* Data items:
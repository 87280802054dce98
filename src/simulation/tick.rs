//! Tick system - orchestrates NPC updates
//!
//! think -> movement state sync -> stuck check -> corrective re-spawn
//!
//! Everything runs on the caller's thread; every step completes before the
//! next one starts.

use std::rc::Rc;

use glam::Vec3;

use crate::core::types::{ActorId, Tick};
use crate::npc::{NpcRegistry, StuckChecker};

/// Velocities with a squared length below this count as standing still
const MOVING_EPSILON: f32 = 1.0e-6;

/// Events generated during a simulation tick
#[derive(Debug, Clone, PartialEq)]
pub enum SimulationEvent {
    /// An NPC failed the stuck check too many times in a row
    Stuck { tick: Tick, id: ActorId },
    /// A stuck NPC was moved back to a spawn point
    Respawned { tick: Tick, id: ActorId },
    /// A stuck NPC could not be re-spawned
    RespawnFailed {
        tick: Tick,
        id: ActorId,
        reason: String,
    },
}

/// The state a tick operates on
pub struct NpcSimulation {
    pub current_tick: Tick,
    pub registry: Rc<NpcRegistry>,
    pub stuck_checker: StuckChecker,
    /// Spawn tag stuck NPCs are re-spawned at. `None` only reports them.
    pub respawn_tag: Option<String>,
}

impl NpcSimulation {
    pub fn new(registry: Rc<NpcRegistry>) -> Self {
        Self {
            current_tick: 0,
            registry,
            stuck_checker: StuckChecker::new(),
            respawn_tag: None,
        }
    }

    pub fn with_respawn_tag(mut self, tag: impl Into<String>) -> Self {
        self.respawn_tag = Some(tag.into());
        self
    }
}

/// Run a single simulation tick
///
/// Returns the events that occurred during this tick.
pub fn run_simulation_tick(sim: &mut NpcSimulation, dt: f32) -> Vec<SimulationEvent> {
    let mut events = Vec::new();

    for npc in sim.registry.members() {
        let mut npc = npc.borrow_mut();
        npc.think(dt);

        let velocity = npc.movement().map(|m| m.velocity()).unwrap_or(Vec3::ZERO);
        let moving = velocity.length_squared() > MOVING_EPSILON && npc.can_move();
        npc.set_moving(moving);
    }

    let stuck = sim.stuck_checker.update(&sim.registry, dt);
    for id in stuck {
        events.push(SimulationEvent::Stuck {
            tick: sim.current_tick,
            id,
        });

        let (Some(tag), Some(npc)) = (sim.respawn_tag.as_deref(), sim.registry.get(id)) else {
            continue;
        };
        match sim.registry.respawn_npc(&npc, tag) {
            Ok(()) => events.push(SimulationEvent::Respawned {
                tick: sim.current_tick,
                id,
            }),
            Err(e) => events.push(SimulationEvent::RespawnFailed {
                tick: sim.current_tick,
                id,
                reason: e.to_string(),
            }),
        }
    }

    sim.current_tick += 1;
    events
}
pub mod config;
pub mod error;
pub mod types;

pub use config::NpcConfig;
pub use error::{ContractViolation, Result, RuntimeError};
pub use types::{ActorId, ActorShape, Tick};
//! NPC Runtime - actor/component framework and NPC registry for real-time simulation

pub mod actor;
pub mod core;
pub mod npc;
pub mod simulation;
pub mod world;
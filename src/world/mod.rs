//! World placement: spawn points

pub mod spawn;

pub use spawn::{SpawnPoint, SpawnPointFile, SpawnPointProvider, SpawnPoints};
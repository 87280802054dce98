//! Actors: composable simulated entities
//!
//! An [`Actor`] is built inert by [`ActorBuilder`], bound to an identity by
//! [`Actor::initialize`], and then driven through its spawn lifecycle:
//!
//! ```text
//! Uninitialized -> Initialized -> Spawned <-> Despawned
//!                                    \           /
//!                                     Destroyed (terminal)
//! ```
//!
//! Every hook fans out to the actor's [`ComponentSet`] in attachment order.
//! Actors are shared as [`ActorRef`] handles; the tracker they register with
//! is held weakly so teardown order does not matter.

pub mod component;
pub mod component_set;
pub mod events;
pub mod host;
pub mod kinematic;

use std::cell::RefCell;
use std::rc::{Rc, Weak};

use glam::Vec3;
use serde_json::Value;

use crate::core::error::ContractViolation;
use crate::core::types::{ActorId, ActorShape};
use crate::world::spawn::SpawnPoint;

pub use component::{
    ActorComponent, Behavior, BehaviorComponent, Capability, Component, ComponentOwner, Generic,
    ManualAnimator, ManualAnimatorComponent, Movement, MovementComponent, Role,
};
pub use component_set::ComponentSet;
pub use events::{EventQueue, EventSink, ScriptEvent, TracingEventSink};
pub use host::{SceneNode, SpatialHost};
pub use kinematic::KinematicMovement;

pub type ActorRef = Rc<RefCell<Actor>>;
pub type WeakActorRef = Weak<RefCell<Actor>>;

/// Registry an actor reports to when it spawns and despawns
pub trait ActorTracker {
    fn register(&self, id: ActorId, actor: ActorRef);

    fn unregister(&self, id: ActorId);

    /// Log actor initialization
    fn enable_debug(&self) -> bool {
        false
    }
}

#[derive(Debug, Clone, Copy, PartialEq, Eq)]
pub enum LifecycleState {
    Uninitialized,
    Initialized,
    Spawned,
    Despawned,
    Destroyed,
}

pub struct Actor {
    id: Option<ActorId>,
    name: String,
    shape: ActorShape,
    is_local: bool,
    model: Option<String>,
    components: ComponentSet,
    facing: Vec3,
    is_moving: bool,
    state: LifecycleState,
    host: Box<dyn SpatialHost>,
    tracker: Option<Weak<dyn ActorTracker>>,
    events: Option<Rc<dyn EventSink>>,
    this: WeakActorRef,
}

impl Actor {
    pub fn id(&self) -> Option<ActorId> {
        self.id
    }

    #[track_caller]
    fn expect_id(&self) -> ActorId {
        match self.id {
            Some(id) => id,
            None => ContractViolation::NotInitialized.raise(),
        }
    }

    /// Display name, derived from the identity
    pub fn name(&self) -> &str {
        &self.name
    }

    pub fn shape(&self) -> ActorShape {
        self.shape
    }

    pub fn height(&self) -> f32 {
        self.shape.height
    }

    pub fn radius(&self) -> f32 {
        self.shape.radius
    }

    /// Whether this simulation instance owns the actor
    pub fn is_local_actor(&self) -> bool {
        self.is_local
    }

    pub fn model(&self) -> Option<&str> {
        self.model.as_deref()
    }

    pub fn set_model(&mut self, model: Option<String>) {
        self.model = model;
    }

    pub fn state(&self) -> LifecycleState {
        self.state
    }

    pub fn is_spawned(&self) -> bool {
        self.state == LifecycleState::Spawned
    }

    pub fn is_destroyed(&self) -> bool {
        self.state == LifecycleState::Destroyed
    }

    pub fn facing_direction(&self) -> Vec3 {
        self.facing
    }

    pub fn host(&self) -> &dyn SpatialHost {
        self.host.as_ref()
    }

    pub fn host_mut(&mut self) -> &mut dyn SpatialHost {
        self.host.as_mut()
    }

    /// Handle to this actor, if it is still alive
    pub fn handle(&self) -> Option<ActorRef> {
        self.this.upgrade()
    }

    pub fn tracker(&self) -> Option<Rc<dyn ActorTracker>> {
        self.tracker.as_ref().and_then(Weak::upgrade)
    }

    pub fn set_tracker(&mut self, tracker: Option<Weak<dyn ActorTracker>>) {
        self.tracker = tracker;
    }

    // === COMPONENTS ===

    pub fn components(&self) -> &ComponentSet {
        &self.components
    }

    pub fn has_component<R: Capability>(&self) -> bool {
        self.components.has::<R>()
    }

    pub fn get_component<R: Capability>(&self) -> Option<&R::Unit> {
        self.components.get::<R>()
    }

    pub fn get_component_mut<R: Capability>(&mut self) -> Option<&mut R::Unit> {
        self.components.get_mut::<R>()
    }

    pub fn get_components<'a, R: Capability>(&'a self, out: &mut Vec<&'a R::Unit>) {
        self.components.get_all::<R>(out)
    }

    pub fn run_on_components<F>(&mut self, f: F) -> bool
    where
        F: FnMut(&mut ActorComponent) -> bool,
    {
        self.components.run_until(f)
    }

    pub fn behavior(&self) -> Option<&dyn BehaviorComponent> {
        self.components.get::<Behavior>()
    }

    pub fn movement(&self) -> Option<&dyn MovementComponent> {
        self.components.get::<Movement>()
    }

    pub fn movement_mut(&mut self) -> Option<&mut (dyn MovementComponent + 'static)> {
        self.components.get_mut::<Movement>()
    }

    pub fn manual_animator(&self) -> Option<&dyn ManualAnimatorComponent> {
        self.components.get::<ManualAnimator>()
    }

    // === LIFECYCLE ===

    /// Bind identity and initialize every component in attachment order
    #[track_caller]
    pub fn initialize(&mut self, id: ActorId) {
        if let Some(existing) = self.id {
            ContractViolation::IdentityAlreadySet {
                existing,
                attempted: id,
            }
            .raise();
        }

        if self.tracker().is_some_and(|tracker| tracker.enable_debug()) {
            tracing::debug!("Initializing actor {}", id);
        }

        self.id = Some(id);
        self.name = id.to_string();
        self.state = LifecycleState::Initialized;

        let owner = ComponentOwner {
            id,
            name: self.name.clone(),
            shape: self.shape,
            handle: self.this.clone(),
        };
        self.components.run_until(|c| {
            c.initialize(&owner);
            false
        });
    }

    /// Explicit exit hook for the host. Unregisters if the tracker is
    /// still around.
    pub fn teardown(&mut self) {
        if let Some(id) = self.id {
            if let Some(tracker) = self.tracker() {
                tracker.unregister(id);
            }
        }
    }

    pub fn think(&mut self, dt: f32) {
        self.components.run_until(|c| c.on_think(dt));
    }

    /// Ignores directions that cannot be normalized (zero length)
    pub fn set_facing(&mut self, direction: Vec3) {
        let Some(facing) = direction.try_normalize() else {
            return;
        };

        self.facing = facing;
        self.components.run_until(|c| c.on_set_facing(facing));
    }

    pub fn is_moving(&self) -> bool {
        self.is_moving
    }

    pub fn set_moving(&mut self, is_moving: bool) {
        let changed = self.is_moving != is_moving;
        self.is_moving = is_moving;
        if changed {
            self.move_state_changed();
        }
    }

    /// Notify components of an external movement state change, e.g. to
    /// force the idle/moving transition after a teleport
    pub fn move_state_changed(&mut self) {
        self.components.run_until(|c| c.on_move_state_changed());
    }

    /// True iff every behavior unit allows movement
    pub fn can_move(&self) -> bool {
        let mut behaviors = Vec::new();
        self.components.get_all::<Behavior>(&mut behaviors);
        behaviors.iter().all(|b| b.can_move())
    }

    /// Movement position if the actor has a movement unit, else the host's
    pub fn position(&self) -> Vec3 {
        match self.movement() {
            Some(movement) => movement.position(),
            None => self.host.position(),
        }
    }

    // TODO: factor height in separately from radius (cylinder test)
    /// Planar (XZ) overlap test against a circle at `other_position`
    pub fn collides(&self, other_position: Vec3, other_radius: f32) -> bool {
        let offset = other_position - self.position();
        let planar_sq = offset.x * offset.x + offset.z * offset.z;

        let r = other_radius + self.radius();
        planar_sq < r * r
    }

    pub fn collides_with(&self, other: &Actor) -> bool {
        self.collides(other.position(), other.radius())
    }

    /// Broadcast a named event to script listeners on this actor
    pub fn trigger_script_event(&self, name: &str, args: &[Value]) {
        if let Some(events) = &self.events {
            events.emit(self.expect_id(), name, args);
        }
    }

    fn accepts_spawn(&self, spawn_point: Option<&SpawnPoint>) -> bool {
        self.components.iter().all(|c| c.accepts_spawn(spawn_point))
    }

    fn place_at(&mut self, spawn_point: Option<&SpawnPoint>) {
        if let Some(spawn_point) = spawn_point {
            self.host.set_position(spawn_point.position);
            if let Some(facing) = spawn_point.facing {
                self.set_facing(facing);
            }
        }
        self.host.set_active(true);
    }

    fn register(&self, id: ActorId) {
        match (self.tracker(), self.handle()) {
            (Some(tracker), Some(handle)) => tracker.register(id, handle),
            (None, _) => tracing::debug!("Actor {} spawned without a tracker", id),
            (_, None) => tracing::warn!("Actor {} has no live handle to register", id),
        }
    }

    #[track_caller]
    pub fn on_spawn(&mut self, spawn_point: Option<&SpawnPoint>) -> bool {
        let id = self.expect_id();
        if self.is_destroyed() {
            tracing::warn!("Refusing to spawn destroyed actor {}", id);
            return false;
        }
        if !self.accepts_spawn(spawn_point) {
            tracing::warn!("Spawn of actor {} vetoed by a component", id);
            return false;
        }

        self.place_at(spawn_point);
        self.register(id);
        self.state = LifecycleState::Spawned;

        self.components.run_until(|c| c.on_spawn(spawn_point));

        true
    }

    #[track_caller]
    pub fn on_respawn(&mut self, spawn_point: Option<&SpawnPoint>) -> bool {
        let id = self.expect_id();
        if self.is_destroyed() {
            tracing::warn!("Refusing to re-spawn destroyed actor {}", id);
            return false;
        }
        if !self.accepts_spawn(spawn_point) {
            tracing::warn!("Re-spawn of actor {} vetoed by a component", id);
            return false;
        }

        self.place_at(spawn_point);
        self.register(id);
        self.state = LifecycleState::Spawned;

        self.components.run_until(|c| c.on_respawn(spawn_point));

        true
    }

    /// Despawn the actor. `destroy` removes the host object permanently,
    /// which may cut off effects started by the despawn hooks; otherwise the
    /// host is only deactivated and the actor can be re-spawned later.
    pub fn despawn(&mut self, destroy: bool) {
        if self.is_destroyed() {
            return;
        }

        self.on_despawn();

        if destroy {
            tracing::warn!("Destroying actor {}", self.name);
            self.host.destroy();
            self.state = LifecycleState::Destroyed;
        } else {
            self.host.set_active(false);
            self.state = LifecycleState::Despawned;
        }
    }

    pub fn on_despawn(&mut self) {
        self.components.run_until(|c| c.on_despawn());

        if let Some(id) = self.id {
            if let Some(tracker) = self.tracker() {
                tracker.unregister(id);
            }
        }
    }
}

impl std::fmt::Debug for Actor {
    fn fmt(&self, f: &mut std::fmt::Formatter<'_>) -> std::fmt::Result {
        f.debug_struct("Actor")
            .field("id", &self.id)
            .field("state", &self.state)
            .field("facing", &self.facing)
            .field("is_moving", &self.is_moving)
            .field("components", &self.components)
            .finish()
    }
}

/// Builds inert actors
pub struct ActorBuilder {
    shape: ActorShape,
    components: Vec<ActorComponent>,
    host: Option<Box<dyn SpatialHost>>,
    tracker: Option<Weak<dyn ActorTracker>>,
    events: Option<Rc<dyn EventSink>>,
    is_local: bool,
    model: Option<String>,
}

impl ActorBuilder {
    pub fn new(shape: ActorShape) -> Self {
        Self {
            shape,
            components: Vec::new(),
            host: None,
            tracker: None,
            events: None,
            is_local: true,
            model: None,
        }
    }

    pub fn with_component(mut self, component: ActorComponent) -> Self {
        self.components.push(component);
        self
    }

    pub fn with_behavior(self, unit: impl BehaviorComponent + 'static) -> Self {
        self.with_component(ActorComponent::behavior(unit))
    }

    pub fn with_movement(self, unit: impl MovementComponent + 'static) -> Self {
        self.with_component(ActorComponent::movement(unit))
    }

    pub fn with_manual_animator(self, unit: impl ManualAnimatorComponent + 'static) -> Self {
        self.with_component(ActorComponent::manual_animator(unit))
    }

    pub fn with_generic(self, unit: impl Component + 'static) -> Self {
        self.with_component(ActorComponent::generic(unit))
    }

    pub fn with_host(mut self, host: impl SpatialHost + 'static) -> Self {
        self.host = Some(Box::new(host));
        self
    }

    pub fn with_tracker<T: ActorTracker + 'static>(mut self, tracker: &Rc<T>) -> Self {
        let weak: Weak<T> = Rc::downgrade(tracker);
        self.tracker = Some(weak);
        self
    }

    pub fn with_event_sink(mut self, events: Rc<dyn EventSink>) -> Self {
        self.events = Some(events);
        self
    }

    pub fn with_model(mut self, model: impl Into<String>) -> Self {
        self.model = Some(model.into());
        self
    }

    /// Mark the actor as owned by a remote peer
    pub fn remote(mut self) -> Self {
        self.is_local = false;
        self
    }

    /// Panics if two units claim the same singleton role
    #[track_caller]
    pub fn build(self) -> ActorRef {
        let components = ComponentSet::new(self.components);
        let host = self
            .host
            .unwrap_or_else(|| Box::new(host::SceneNode::default()));

        Rc::new_cyclic(|this| {
            RefCell::new(Actor {
                id: None,
                name: String::new(),
                shape: self.shape,
                is_local: self.is_local,
                model: self.model,
                components,
                facing: Vec3::X,
                is_moving: false,
                state: LifecycleState::Uninitialized,
                host,
                tracker: self.tracker,
                events: self.events,
                this: this.clone(),
            })
        })
    }
}
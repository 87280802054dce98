//! Spawn points and spawn-point lookup
//!
//! Spawn points are named locations used to place or re-place an actor.
//! They can be authored in TOML:
//!
//! ```toml
//! version = 1
//!
//! [[spawn_points]]
//! tag = "npc"
//! position = [4.0, 0.0, -2.0]
//! facing = [0.0, 0.0, 1.0]
//! ```

use std::cell::RefCell;
use std::path::Path;

use ahash::AHashMap;
use glam::Vec3;
use serde::{Deserialize, Serialize};

use crate::actor::Actor;
use crate::core::error::Result;

/// A named location an actor can be spawned or re-spawned at
#[derive(Debug, Clone, PartialEq, Serialize, Deserialize)]
pub struct SpawnPoint {
    pub tag: String,
    pub position: Vec3,
    /// Facing applied to the actor on (re-)spawn
    #[serde(default)]
    pub facing: Option<Vec3>,
}

impl SpawnPoint {
    pub fn new(tag: impl Into<String>, position: Vec3) -> Self {
        Self {
            tag: tag.into(),
            position,
            facing: None,
        }
    }

    pub fn with_facing(mut self, facing: Vec3) -> Self {
        self.facing = Some(facing);
        self
    }

    /// Spawn a freshly initialized actor here
    pub fn spawn(&self, actor: &mut Actor) -> bool {
        actor.on_spawn(Some(self))
    }

    /// Revive a previously despawned actor here
    pub fn respawn(&self, actor: &mut Actor) -> bool {
        actor.on_respawn(Some(self))
    }
}

/// Resolves a tag to a spawn point
pub trait SpawnPointProvider {
    fn spawn_point(&self, tag: &str) -> Option<SpawnPoint>;
}

/// Root structure for spawn point files
#[derive(Debug, Clone, Deserialize, Serialize)]
pub struct SpawnPointFile {
    /// Schema version (currently 1)
    pub version: u32,
    #[serde(default)]
    pub spawn_points: Vec<SpawnPoint>,
}

/// Map-backed provider. Tags with several points hand them out round-robin.
#[derive(Debug, Default)]
pub struct SpawnPoints {
    by_tag: AHashMap<String, Vec<SpawnPoint>>,
    cursors: RefCell<AHashMap<String, usize>>,
}

impl SpawnPoints {
    pub fn new() -> Self {
        Self::default()
    }

    pub fn add(&mut self, spawn_point: SpawnPoint) {
        self.by_tag
            .entry(spawn_point.tag.clone())
            .or_default()
            .push(spawn_point);
    }

    pub fn len(&self) -> usize {
        self.by_tag.values().map(Vec::len).sum()
    }

    pub fn is_empty(&self) -> bool {
        self.by_tag.is_empty()
    }

    pub fn from_toml_str(content: &str) -> Result<Self> {
        let file: SpawnPointFile = toml::from_str(content)?;
        let mut points = Self::new();
        for spawn_point in file.spawn_points {
            points.add(spawn_point);
        }
        Ok(points)
    }

    pub fn load(path: &Path) -> Result<Self> {
        let content = std::fs::read_to_string(path)?;
        Self::from_toml_str(&content)
    }
}

impl SpawnPointProvider for SpawnPoints {
    fn spawn_point(&self, tag: &str) -> Option<SpawnPoint> {
        let candidates = self.by_tag.get(tag)?;
        if candidates.is_empty() {
            return None;
        }

        let mut cursors = self.cursors.borrow_mut();
        let cursor = cursors.entry(tag.to_string()).or_insert(0);
        let spawn_point = candidates[*cursor % candidates.len()].clone();
        *cursor = (*cursor + 1) % candidates.len();
        Some(spawn_point)
    }
}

* What is expected:
Each line of the records with the word "Respawned" in it is to be copied.

* Solution to this exercise:
    Respawned { tick: Tick, id: ActorId },
            Ok(()) => events.push(SimulationEvent::Respawned {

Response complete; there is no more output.